Chair Khan expressed her strong support for issuing the ANPRM and the NPRM. Commissioner Phillips indicated that this is how rulemaking should work, with a thorough staff analysis and comments sought from the public to inform decision making. Commissioner Slaughter discussed how effective the TSR has been as a law enforcement tool and noted it has been updated numerous times over the year, as a sly reminder that, from her perspective, rulemaking is good. And finally, Commissioner Wilson added her thanks to staff, emphasizing the tailored proposal, and commended them on their work. She expressed her broad rulemaking concerns but emphasized that the TSR is an important and beneficial rule, and the proposal is appropriately grounded in the experience of FTC “seasoned staff.”

 For the second topic, we took a deep dive into 13(b), and an FTC staffer provided an overview of the issue and its impact on FTC law enforcement. The staffer talked about the underlying facts from the AMG case and some of the challenges faced using other tools, such as the amount of time it takes to seek money in administrative litigation

Chair Khan noted the importance of 13(b) to the mission and expressed her delight that the House had passed a bill on 13(b) reform. Commissioner Phillips emphasized the need for a bipartisan congressional fix for the 13(b) problem. Commissioner Slaughter discussed some of the specific cases where the decision has had an impact on law enforcement, including the impact on competition cases. Commissioner Wilson had a lot more to say. She is on board with using 13(b) in appropriate cases and working with Congress to restore it with appropriate safeguards. She noted that she would support adding a statute of limitations and that Congress should consider other issues that have been raised by stakeholders, such as whether a revised 13(b) should limit recovery by reducing the value of the product that was sold. She also raised her concern about the agency’s using its authority in ways that exceed its statutory authority, and she noted her concerns about the Made in the USA rule as an example where the agency did just that. She also suggested that there have been similar proposals behind the scenes that, fortunately, have not come to pass (note to selves – we are intrigued).

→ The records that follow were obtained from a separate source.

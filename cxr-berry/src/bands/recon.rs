use super::{BandStatistics, EnergyBands};
use crate::consts::{COEFFS_CENTRAL_70, COEFFS_LUNG_MASK};
use crate::{NormError, NormResult};
use itertools::izip;
use ndarray::Array2;

/// 参考系数, 每个能量带一个. 由参考人群离线计算得出, 构建后不可修改.
///
/// 第一个系数按惯例为 1. 重建时最低频能量带只做标准化, 不使用该系数.
#[derive(Clone, Debug, PartialEq)]
pub struct ReferenceCoefficients(Vec<f64>);

impl ReferenceCoefficients {
    /// 构建参考系数. `values` 必须非空且全部为有限值, 否则返回 `None`.
    pub fn new(values: Vec<f64>) -> Option<Self> {
        if !values.is_empty() && values.iter().all(|v| v.is_finite()) {
            Some(Self(values))
        } else {
            None
        }
    }

    /// 第一阶段 (中心 70% 区域) 的参考系数.
    pub fn central_70() -> Self {
        Self(COEFFS_CENTRAL_70.to_vec())
    }

    /// 第二阶段 (肺部掩膜区域) 的参考系数.
    pub fn lung_mask() -> Self {
        Self(COEFFS_LUNG_MASK.to_vec())
    }

    /// 系数个数.
    #[inline]
    pub fn len(&self) -> usize {
        self.0.len()
    }

    /// 是否为空. 经由公开接口构造的实例总是返回 `false`.
    #[inline]
    pub fn is_empty(&self) -> bool {
        self.0.is_empty()
    }

    /// 获取底层系数.
    #[inline]
    pub fn as_slice(&self) -> &[f64] {
        &self.0
    }
}

/// 由能量带、统计量和参考系数重建归一化图像.
///
/// 最低频能量带 (索引 0) 做标准化 `(band - mean) / stdev`;
/// 其余能量带 `j` 只乘以 `coefficients[j] / stdev[j]`, 不减去均值
/// (更高频的能量带被假定为零均值). 输出为各能量带逐元素之和, 不做截断.
///
/// # 错误
///
/// - 能量带、统计量、系数三者个数不一致;
/// - 任一标准差非有限, 或小于 `min_stdev`.
pub fn reconstruct(
    bands: EnergyBands,
    stats: &BandStatistics,
    coefficients: &ReferenceCoefficients,
    min_stdev: f64,
) -> NormResult<Array2<f64>> {
    let n = bands.len();
    if coefficients.len() != n {
        return Err(NormError::CoefficientMismatch {
            expected: n,
            actual: coefficients.len(),
        });
    }
    if stats.len() != n {
        return Err(NormError::BandShapeMismatch);
    }
    for (band, &stdev) in stats.stdevs().iter().enumerate() {
        if !stdev.is_finite() || stdev < min_stdev || stdev == 0.0 {
            return Err(NormError::DegenerateBand { band, stdev });
        }
    }

    let mut bands = bands.into_inner().into_iter();
    // `n >= 1` 已由 `EnergyBands` 保证.
    let mut out = bands.next().ok_or(NormError::BandShapeMismatch)?;
    let (mean0, stdev0) = (stats.means()[0], stats.stdevs()[0]);
    out.mapv_inplace(|v| (v - mean0) / stdev0);

    for (band, &coeff, &stdev) in izip!(
        bands,
        &coefficients.as_slice()[1..],
        &stats.stdevs()[1..]
    ) {
        out.scaled_add(coeff / stdev, &band);
    }
    Ok(out)
}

So, on the public participation part of the meeting, we have a cast change and some pretty interesting discussions. The prior head of the FTC’s Public Affairs Office was yet another in a lengthy series of high-profile departures from the agency, and her former deputy admirably took over the emcee role. Today, we heard from a representative for Sen. Cantwell stating that she is working on bipartisan 13(b) reform and also heard about franchise issues, repair issues and imposter fraud. But the highlight for us was the one consumer who discussed concerns about targeted dream incubation, which – if we get this correctly – was companies being able to implant product imagery into brains to stoke purchasing behavior. We haven’t really researched the viability of this as a marketing technique, but we will certainly do so and also advise our dear readers of the legal ramifications. But this could also explain some of the dreams we have been having lately. With that – we are adjourned. And sweet dreams.